How did I come to be here? Well, let me prepare some tea and food while I tell you my story. You get settled by the fire; you must be frozen.
It was some years ago, I am not sure how many — it could be five or fifteen; time seems not to move here. Like you, I climbed that rocky path on the north side. Did they tell you down below not to take it? Yes, they told me, too. But my sense of adventure — and my pride, it must be said — got the better of me.
For half a day I trudged up the path, which, as you know, gets very steep and tricky after the first full bend. I was having problems — slipping on the shale, making very little headway. I could have gone back, and that would have been the sensible thing to do. But my pride again.
So I went on, and in the late afternoon, when the snow started, I found an overhanging rock that afforded me some shelter. It snowed for two whole days. I finished the little food I had brought with me and got to thinking that I might never leave the mountain.
Then on the third day the blizzard stopped and I dug my way out of the snow that had accumulated around the rock. It was a brilliant morning, the sun throwing sparkles onto the immaculate white carpet that covered everything around. I guessed the direction of the invisible path and, though feeling very weak, endeavoured to continue on my way.
It was hard going. I did not have my snow shoes, and my legs disappeared up to the knees with each step. But I knew that it was a question of going on or going back, and while my legs were faltering, my intent was not.
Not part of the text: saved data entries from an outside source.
use crate::kube::ingress;
use crate::kube::{IngressStore, Lookup};
use crate::policy::RoutingTarget;
use k8s_openapi::api::networking::v1::Ingress;
use std::fmt;
use thiserror::Error;

#[derive(Clone, Copy, Debug, PartialEq, Eq)]
pub enum Outcome {
    Created,
    Replaced,
    Deleted,
    Noop,
}

impl fmt::Display for Outcome {
    fn fmt(&self, f: &mut fmt::Formatter<'_>) -> fmt::Result {
        f.write_str(match self {
            Outcome::Created => "created",
            Outcome::Replaced => "replaced",
            Outcome::Deleted => "deleted",
            Outcome::Noop => "unchanged",
        })
    }
}

/// Converges the Ingresses in one namespace to what the policy asks for.
/// Every call reads the current object first and never touches one that
/// belongs to someone else.
pub struct Reconciler<S> {
    store: S,
    namespace: String,
    instance: String,
}

impl<S: IngressStore> Reconciler<S> {
    pub fn new(store: S, namespace: impl Into<String>, instance: impl Into<String>) -> Self {
        Reconciler {
            store,
            namespace: namespace.into(),
            instance: instance.into(),
        }
    }

    pub async fn apply(&self, target: &RoutingTarget) -> Result<Outcome, ReconcileError> {
        let name = &target.resource_name;
        let mut desired = ingress::desired(target);
        debug!("Prepared ingress `{}`: {:?}", name, desired);

        match self.store.get(&self.namespace, name).await? {
            Lookup::NotFound => {
                self.store.create(&self.namespace, &desired).await?;
                Ok(Outcome::Created)
            }
            Lookup::Found(existing) => {
                self.check_owner(name, &existing)?;
                desired.metadata.resource_version = existing.metadata.resource_version;
                self.store.replace(&self.namespace, name, &desired).await?;
                Ok(Outcome::Replaced)
            }
        }
    }

    pub async fn remove(&self, name: &str) -> Result<Outcome, ReconcileError> {
        match self.store.get(&self.namespace, name).await? {
            Lookup::NotFound => Ok(Outcome::Noop),
            Lookup::Found(existing) => {
                self.check_owner(name, &existing)?;
                debug!("Deleting ingress `{}`.", name);
                self.store.delete(&self.namespace, name).await?;
                Ok(Outcome::Deleted)
            }
        }
    }

    /// Deletes an Ingress this instance left behind for a proxy that no
    /// longer routes. Ingresses owned by others are not ours to clean up.
    pub async fn prune(&self, name: &str) -> Result<Outcome, ReconcileError> {
        match self.remove(name).await {
            Err(ReconcileError::Foreign { name, owner }) => {
                debug!(
                    "Not pruning ingress `{}`, it is managed by {:?}.",
                    name, owner
                );
                Ok(Outcome::Noop)
            }
            res => res,
        }
    }

    #[cfg(test)]
    pub(crate) fn store(&self) -> &S {
        &self.store
    }

    fn check_owner(&self, name: &str, existing: &Ingress) -> Result<(), ReconcileError> {
        match ingress::owner(existing) {
            Some(owner) if owner == self.instance => Ok(()),
            owner => Err(ReconcileError::Foreign {
                name: name.to_string(),
                owner: owner.map(str::to_string),
            }),
        }
    }
}

#[derive(Error, Debug)]
pub enum ReconcileError {
    #[error("Ingress `{name}` exists but is not managed by this instance (managed by {owner:?}).")]
    Foreign { name: String, owner: Option<String> },
    #[error("Kubernetes request failed: {0}")]
    Kube(#[from] kube::Error),
}
use crate::config::{BackendPort, BackendService};
use crate::policy::{RoutingTarget, MANAGED_BY};
use k8s_openapi::api::networking::v1::{
    HTTPIngressPath, HTTPIngressRuleValue, Ingress, IngressBackend, IngressRule,
    IngressServiceBackend, IngressSpec, IngressTLS, ServiceBackendPort,
};
use k8s_openapi::apimachinery::pkg::apis::meta::v1::ObjectMeta;

/// The Ingress a routing target should converge to. Built from scratch every
/// time so a replace never carries anything over from the previous object.
pub fn desired(target: &RoutingTarget) -> Ingress {
    let backend = backend(&target.backend);

    let rules = target
        .hosts
        .iter()
        .map(|host| IngressRule {
            host: Some(host.clone()),
            http: Some(HTTPIngressRuleValue {
                paths: vec![HTTPIngressPath {
                    path: Some("/".to_string()),
                    path_type: "Prefix".to_string(),
                    backend: backend.clone(),
                }],
            }),
        })
        .collect();

    Ingress {
        metadata: ObjectMeta {
            name: Some(target.resource_name.clone()),
            annotations: Some(target.annotations.clone()),
            labels: Some(target.labels.clone()),
            ..ObjectMeta::default()
        },
        spec: Some(IngressSpec {
            ingress_class_name: target.ingress_class_name.clone(),
            rules: Some(rules),
            tls: Some(tls(target)),
            ..IngressSpec::default()
        }),
        ..Ingress::default()
    }
}

fn tls(target: &RoutingTarget) -> Vec<IngressTLS> {
    if target.tls_per_host() {
        return target
            .hosts
            .iter()
            .map(|host| IngressTLS {
                hosts: Some(vec![host.clone()]),
                secret_name: Some(target.host_secret_name(host)),
            })
            .collect();
    }

    vec![IngressTLS {
        hosts: Some(target.hosts.clone()),
        secret_name: target.tls_secret_name.clone(),
    }]
}

fn backend(service: &BackendService) -> IngressBackend {
    let port = match &service.port {
        BackendPort::Name(name) => Some(ServiceBackendPort {
            name: Some(name.clone()),
            number: None,
        }),
        BackendPort::Number(number) => Some(ServiceBackendPort {
            name: None,
            number: Some(*number),
        }),
        BackendPort::Unset => None,
    };

    IngressBackend {
        service: Some(IngressServiceBackend {
            name: service.name.clone(),
            port,
        }),
        resource: None,
    }
}

/// The instance that claims the Ingress, if any.
pub fn owner(ingress: &Ingress) -> Option<&str> {
    ingress
        .metadata
        .annotations
        .as_ref()?
        .get(MANAGED_BY)
        .map(String::as_str)
}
When I reached the top of the first ridge on that third day, I was horrified to note that the summit and the valley beyond were much further away than I had imagined. I made a quick assessment of the situation and came to the conclusion that without food or snow shoes, and with the fatigue I was already feeling, there was no way I could make it now. So I took the painful decision to go back, and I was actually about to turn when I saw the first wolf.
It was standing near the tree-line to my right. I was downwind from it, so it could not detect me by scent, but I do not know why it failed to see me. Then two or three other wolves emerged from the line of trees. I did not wait around to let them spot me. I waded through the snow and plunged into the pines to my left. The wolves started howling behind me, and I just kept going.
After what seemed like hours, but it could have been mere minutes, the howling began to fade and I breathed a little more easily. The problem was that by now I was completely disoriented. Following my tracks back might have meant coming up against the wolves, so I slogged blindly downhill. Then I saw it.
Through the tops of the pines, a thin plume of smoke. There is no smoke without fire, and here on the mountain, I surmised, no fire without shelter. So I made for the smoke, and after another half hour or so I came across this cabin, as you did.
How is the tea? Warming, yes?
He made me tea, the man who was in the cabin before me. He told me how he had come to be here, rather like I am telling you. How he had also got lost and had come across the cabin. After a few minutes, my eyes began to droop. I imagined that it was the fatigue — the lack of food, the climb. The man smiled at me, and that smile brought me to my senses; it was an odd mixture of pity and euphoria and it chilled my blood. As did what he said next.
“Before you slip away,” he whispered, not unkindly, “I have to tell you what is happening and what will happen next. The thing I have put in your tea is sending you to sleep. It will be a deep sleep. When you wake, I will be gone, and the cabin will be yours. You will try to leave but you will be unable to; something will hold you back at the door. I do not know what that something is. I wish I did. Like me, you may spend your time here wondering just that. You will stay here until the next person comes to take over — to be the next keeper of the cabin. This is exactly what the person before me said, and she told me that I was to pass this message on to you, as you will pass it on to the next.”
I can see that you are nearly gone. Please do not think badly of me. When you wake, it will be as the old man before me said. Do not panic — I know that is easy to say. But there really is nothing you can do, only wait. Wait for the next.
And so, my friend, I bid you farewell.